▸ Requirement
Below are records; how many of their lines hold the string "ErrorModel"? Reply with nothing but the number.

▸ Raw data
use std::fmt;

use super::{Completion, LaunchInstruction};
use crate::taxonomy::ErrorModel;

/// Backend call the orchestrator is waiting on.
#[derive(Debug, Clone, Copy, PartialEq, Eq, Hash)]
pub enum LoadingStage {
    /// Wallet token issuance.
    Token,
    /// Callback acquisition.
    Callback,
    /// Charge capture.
    Capture,
}

/// UI-facing state of one orchestration.
#[derive(Debug, Clone, Default, PartialEq, Eq)]
pub enum WalletState {
    /// Nothing in progress.
    #[default]
    Idle,
    /// A backend call is in flight.
    Loading(LoadingStage),
    /// The host is running the external flow.
    AwaitingExternalFlow(LaunchInstruction),
    /// The attempt completed. Terminal until read or reset.
    Success(Completion),
    /// The attempt failed. Terminal until reset.
    Error(ErrorModel),
}

/// Payload-free discriminant of [`WalletState`].
#[derive(Debug, Clone, Copy, PartialEq, Eq, Hash)]
pub enum StateKind {
    /// See [`WalletState::Idle`].
    Idle,
    /// See [`WalletState::Loading`].
    Loading,
    /// See [`WalletState::AwaitingExternalFlow`].
    AwaitingExternalFlow,
    /// See [`WalletState::Success`].
    Success,
    /// See [`WalletState::Error`].
    Error,
}

impl fmt::Display for StateKind {
    fn fmt(&self, f: &mut fmt::Formatter<'_>) -> fmt::Result {
        f.write_str(match self {
            Self::Idle => "idle",
            Self::Loading => "loading",
            Self::AwaitingExternalFlow => "awaiting external flow",
            Self::Success => "success",
            Self::Error => "error",
        })
    }
}

impl WalletState {
    /// Returns the discriminant.
    #[must_use]
    pub const fn kind(&self) -> StateKind {
        match self {
            Self::Idle => StateKind::Idle,
            Self::Loading(_) => StateKind::Loading,
            Self::AwaitingExternalFlow(_) => StateKind::AwaitingExternalFlow,
            Self::Success(_) => StateKind::Success,
            Self::Error(_) => StateKind::Error,
        }
    }

    /// Returns `true` for [`WalletState::Success`] and [`WalletState::Error`].
    #[must_use]
    pub const fn is_terminal(&self) -> bool {
        matches!(self, Self::Success(_) | Self::Error(_))
    }
}

/// Misuse of the orchestrator, or a failed attempt.
#[derive(Debug, Clone, PartialEq, Eq, thiserror::Error)]
pub enum OrchestratorError {
    /// `start` was called while an attempt is already in progress or unread.
    #[error("cannot start a new attempt while {state}")]
    Busy {
        /// State at the time of the call.
        state: StateKind,
    },
    /// An external result arrived when none was expected.
    #[error("unexpected external result while {state}")]
    UnexpectedResult {
        /// State at the time of the call.
        state: StateKind,
    },
    /// The attempt was reset or cancelled before this call finished.
    #[error("attempt was reset or cancelled")]
    Superseded,
    /// The attempt failed.
    #[error("{0}")]
    Failed(ErrorModel),
}

impl OrchestratorError {
    /// Returns the error model of a failed attempt.
    #[must_use]
    pub const fn error_model(&self) -> Option<&ErrorModel> {
        match self {
            Self::Failed(model) => Some(model),
            _ => None,
        }
    }
}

▸ Response for this exercise
4